Modified cns.c to prevent orphan-grandchild lookdown at the root (Metadata) node. This prevents second-level element names appearing first on lines in textual values from inadvertently creating bogus first-level element names. Example: the word "Description" at the beginning of a line in the text of Entity_and_Attribute_Overview causes cns to create a bogus Identification_Information to contain it and spit the rest of the text. (19-Jun-1996)
Modified main() in xtme.c, mp.c, and cns.c to read more than one local extensions file. This should enable people to choose more carefully which extensions will apply to a given input file. (5-Jul-1996)
Modified insert_item_after() in tree.c to maintain proper topology (backward link wasn't made properly). Added functions update_element_lists() and show_element_lists() to actions.c and modified code in other functions there to better handle extensions. Modified cns.c to better handle blank lines. (16-Jul-1996)
Modified best_match() in match.c to not return Wblank when given a blank string. Since cns skips numerals before calling best_match(), we don't want it to think that a line containing only numerals is actually blank, otherwise it forgets the number. (8-Jan-1997)
Modified main() in cns.c to always call read_aliases() since this routine also incorporates extensions into the database of element names. Previously it would ignore extensions if you did not specify an alias file on the command line. Giving it an empty alias file also solves this problem. (28-Apr-1997)
Modified cns.c to read the input file in one gulp, then feed lines to chew_and_spit() from the buffer as needed. This removes a limitation (4096 bytes) on the input line length. (10-Jun-1997)
Modified chew_and_spit() in cns.c to skip only leading spaces, numerals, and periods when searching for the element names. (10-Jun-1997)
Modified chew_and_spit() in cns.c to skip also hyphens. Don't know whether this is a good idea or not. (20-Aug-1997)
Modified main() in cns.c to look for a string associated with "prefix" under "input" in the config file. Modified chew_and_spit() to require this prefix (if one was specified) when identifying element names. If no prefix is specified, behavior is as it has always been. (10-Sep-1998)
Modified main() in cns.c to do find_child_option() rather than find_option() when looking for prefix. (18-Sep-1998)
Modified main() in cns.c to use the name cns.out rather than /dev/tty when no output file is specified by the user. (5-Oct-1998)

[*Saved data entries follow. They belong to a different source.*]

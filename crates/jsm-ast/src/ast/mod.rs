//! Program tree definitions
//!
//! This module contains the node definitions for:
//! - The program root
//! - Top-level statements
//! - Expressions
//! - Binding patterns

pub mod expression;
mod node;
pub mod pattern;
pub mod program;
pub mod statement;

pub use expression::{
    ArrayExpression, AssignmentExpression, BinaryExpression, CallExpression,
    ConditionalExpression, Expression, Identifier, LogicalExpression, MemberExpression,
    ObjectExpression, ObjectMember, ObjectProperty, SequenceExpression, StringLiteral,
    ThisExpression,
};
pub use node::{NodeFields, COMMENT_KEYS};
pub use pattern::{AssignmentProperty, ObjectPattern, Pattern, PatternProperty};
pub use program::Program;
pub use statement::{
    ExpressionStatement, Statement, VariableDeclaration, VariableDeclarator, VariableKind,
};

Modified match.c to recognize new elements from CSDGM version 2. (20-Oct-1998)
Modified main() in cns.c to handle extensions just like mp does. Modified config.c to recognize "info" element in "output" so you can specify the file name of the info file using the config file. In addition, cns now recognizes one or more command-line options of the form -ext <extension>; the value is a short file name extension that could be stripped off the end of the input file name to find the root name. Built-in extensions are .txt, .text, .met, and .bin. (18-Nov-1999)
Modified main() in cns.c to fix bug introduced in last change causing the program to crash on Windows B-( Also modified cns.c to take its output filespec from output:text:cns rather than output:text:file, since the output is typically used as input to mp, and the latter would cause mp to want to overwrite the file. (23-Nov-1999)
Modified chew_and_spit() to catch another, rather unusual situation. If plain text occurs beneath a non-scalar element, this text is usually spit out. However, if the non-scalar element has only one child, and that child is scalar, we can infer that the text belongs to that child, so insert the missing child and assign the text to it. (30-Oct-2000)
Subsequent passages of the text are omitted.